*WORK REQUIRED*
The answer must consist of every line from the data that holds "tracing".

━━━━━ RECORD SET

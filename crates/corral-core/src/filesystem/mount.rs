//! Mount utilities for container filesystem setup.
//!
//! Host-side operations (overlay, volume bind mounts, unmounts) go through
//! the [`Mounter`] trait so workspace logic can be exercised without
//! privileges. The in-namespace helpers (`make_rprivate`, `mount_proc`,
//! `mount_dev`) are plain functions: they only ever run inside init.

use std::fmt;
use std::path::Path;

use corral_common::error::{CorralError, Result};

use super::overlayfs::{self, OverlayConfig};

/// Host mount operations needed to assemble and dismantle a workspace.
pub trait Mounter: fmt::Debug + Send + Sync {
    /// Mounts an overlay filesystem described by `config`.
    ///
    /// # Errors
    ///
    /// Returns an error if the mount fails.
    fn mount_overlay(&self, config: &OverlayConfig) -> Result<()>;

    /// Bind-mounts `source` onto `target`.
    ///
    /// # Errors
    ///
    /// Returns an error if the mount fails.
    fn bind_mount(&self, source: &Path, target: &Path) -> Result<()>;

    /// Unmounts whatever is mounted at `target`.
    ///
    /// # Errors
    ///
    /// Returns an error if the unmount fails.
    fn unmount(&self, target: &Path) -> Result<()>;
}

/// [`Mounter`] backed by real `mount(2)` / `umount2(2)` calls.
#[derive(Debug, Clone, Copy, Default)]
pub struct HostMounter;

impl Mounter for HostMounter {
    fn mount_overlay(&self, config: &OverlayConfig) -> Result<()> {
        overlayfs::mount_overlay(config)
    }

    fn bind_mount(&self, source: &Path, target: &Path) -> Result<()> {
        bind_mount(source, target)
    }

    fn unmount(&self, target: &Path) -> Result<()> {
        unmount(target)
    }
}

#[cfg(target_os = "linux")]
fn mount_error(target: &Path, errno: nix::errno::Errno) -> CorralError {
    CorralError::Mount {
        target: target.to_path_buf(),
        source: std::io::Error::from(errno),
    }
}

/// Creates a recursive bind mount from `source` to `target`.
///
/// # Errors
///
/// Returns an error if the `mount(2)` syscall fails.
#[cfg(target_os = "linux")]
pub fn bind_mount(source: &Path, target: &Path) -> Result<()> {
    use nix::mount::{MsFlags, mount};

    mount(
        Some(source),
        target,
        None::<&str>,
        MsFlags::MS_BIND | MsFlags::MS_REC,
        None::<&str>,
    )
    .map_err(|e| mount_error(target, e))?;
    tracing::debug!(
        source = %source.display(),
        target = %target.display(),
        "bind mount created"
    );
    Ok(())
}

/// Unmounts `target`.
///
/// # Errors
///
/// Returns an error if the `umount2(2)` syscall fails.
#[cfg(target_os = "linux")]
pub fn unmount(target: &Path) -> Result<()> {
    nix::mount::umount2(target, nix::mount::MntFlags::empty())
        .map_err(|e| mount_error(target, e))?;
    tracing::debug!(target = %target.display(), "unmounted");
    Ok(())
}

/// Makes every mount in the current namespace private, recursively.
///
/// Must run before any other mount change inside a fresh mount namespace;
/// otherwise shared propagation leaks those changes back to the host and
/// `pivot_root(2)` fails with `EINVAL`.
///
/// # Errors
///
/// Returns an error if the remount fails.
#[cfg(target_os = "linux")]
pub fn make_rprivate() -> Result<()> {
    use nix::mount::{MsFlags, mount};

    let root = Path::new("/");
    mount(
        None::<&str>,
        root,
        None::<&str>,
        MsFlags::MS_PRIVATE | MsFlags::MS_REC,
        None::<&str>,
    )
    .map_err(|e| mount_error(root, e))?;
    tracing::debug!("root mount made rprivate");
    Ok(())
}

/// Mounts a fresh `proc` at `/proc` with `nosuid,noexec,nodev`.
///
/// # Errors
///
/// Returns an error if the mount point cannot be created or the mount fails.
#[cfg(target_os = "linux")]
pub fn mount_proc() -> Result<()> {
    use nix::mount::{MsFlags, mount};

    let target = Path::new("/proc");
    std::fs::create_dir_all(target).map_err(|e| CorralError::io(target, e))?;
    mount(
        Some("proc"),
        target,
        Some("proc"),
        MsFlags::MS_NOEXEC | MsFlags::MS_NOSUID | MsFlags::MS_NODEV,
        None::<&str>,
    )
    .map_err(|e| mount_error(target, e))?;
    tracing::debug!("/proc mounted");
    Ok(())
}

/// Mounts a `tmpfs` at `/dev` with mode `755`.
///
/// # Errors
///
/// Returns an error if the mount point cannot be created or the mount fails.
#[cfg(target_os = "linux")]
pub fn mount_dev() -> Result<()> {
    use nix::mount::{MsFlags, mount};

    let target = Path::new("/dev");
    std::fs::create_dir_all(target).map_err(|e| CorralError::io(target, e))?;
    mount(
        Some("tmpfs"),
        target,
        Some("tmpfs"),
        MsFlags::MS_NOSUID | MsFlags::MS_STRICTATIME,
        Some("mode=755"),
    )
    .map_err(|e| mount_error(target, e))?;
    tracing::debug!("/dev mounted");
    Ok(())
}

#[cfg(not(target_os = "linux"))]
fn linux_required() -> CorralError {
    CorralError::config("Linux required for native container operations")
}

/// Stub for non-Linux platforms.
///
/// # Errors
///
/// Always returns an error: mounting requires Linux.
#[cfg(not(target_os = "linux"))]
pub fn bind_mount(_source: &Path, _target: &Path) -> Result<()> {
    Err(linux_required())
}

/// Stub for non-Linux platforms.
///
/// # Errors
///
/// Always returns an error: unmounting requires Linux.
#[cfg(not(target_os = "linux"))]
pub fn unmount(_target: &Path) -> Result<()> {
    Err(linux_required())
}

/// Stub for non-Linux platforms.
///
/// # Errors
///
/// Always returns an error: mount propagation requires Linux.
#[cfg(not(target_os = "linux"))]
pub fn make_rprivate() -> Result<()> {
    Err(linux_required())
}

/// Stub for non-Linux platforms.
///
/// # Errors
///
/// Always returns an error: `procfs` requires Linux.
#[cfg(not(target_os = "linux"))]
pub fn mount_proc() -> Result<()> {
    Err(linux_required())
}

/// Stub for non-Linux platforms.
///
/// # Errors
///
/// Always returns an error: mounting requires Linux.
#[cfg(not(target_os = "linux"))]
pub fn mount_dev() -> Result<()> {
    Err(linux_required())
}
//! Namespace joining for executing commands in running containers.

use corral_common::error::{CorralError, Result};

/// Runs `command` inside the namespaces of the process `pid`.
///
/// Uses `nsenter` to enter the target's mount, UTS, IPC, network and PID
/// namespaces. Standard streams are inherited so interactive shells work.
/// Returns the command's exit code, or `128 + signal` if it was killed.
///
/// # Errors
///
/// Returns an error if the command is empty or `nsenter` cannot be started.
#[cfg(target_os = "linux")]
pub fn exec_in_container(pid: i32, command: &[String]) -> Result<i32> {
    use std::os::unix::process::ExitStatusExt;

    if command.is_empty() {
        return Err(CorralError::config("exec command is empty"));
    }
    tracing::info!(pid, cmd = ?command, "exec into container");

    let status = std::process::Command::new("nsenter")
        .args(nsenter_args(pid))
        .args(command)
        .status()
        .map_err(|e| CorralError::io("nsenter", e))?;

    Ok(status
        .code()
        .or_else(|| status.signal().map(|s| 128 + s))
        .unwrap_or(-1))
}

/// Stub for non-Linux platforms.
///
/// # Errors
///
/// Always returns an error: namespaces require Linux.
#[cfg(not(target_os = "linux"))]
pub fn exec_in_container(_pid: i32, _command: &[String]) -> Result<i32> {
    Err(CorralError::config(
        "Linux required for native container operations",
    ))
}

fn nsenter_args(pid: i32) -> Vec<String> {
    [
        "--target",
        &pid.to_string(),
        "--mount",
        "--uts",
        "--ipc",
        "--net",
        "--pid",
        "--",
    ]
    .iter()
    .map(ToString::to_string)
    .collect()
}

#[cfg(test)]
mod tests {
    use super::*;

    #[test]
    fn nsenter_enters_all_five_namespaces() {
        let args = nsenter_args(99);
        assert_eq!(&args[..2], ["--target", "99"]);
        for ns in ["--mount", "--uts", "--ipc", "--net", "--pid"] {
            assert!(args.iter().any(|a| a == ns), "missing {ns}");
        }
        assert_eq!(args.last().map(String::as_str), Some("--"));
    }

    #[test]
    fn empty_command_is_rejected() {
        assert!(matches!(
            exec_in_container(1, &[]),
            Err(CorralError::Config { .. })
        ));
    }
}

━━━━━━━━━━

*RESPONSE FOR THIS EXERCISE*
    tracing::debug!(
    tracing::debug!(target = %target.display(), "unmounted");
    tracing::debug!("root mount made rprivate");
    tracing::debug!("/proc mounted");
    tracing::debug!("/dev mounted");
    tracing::info!(pid, cmd = ?command, "exec into container");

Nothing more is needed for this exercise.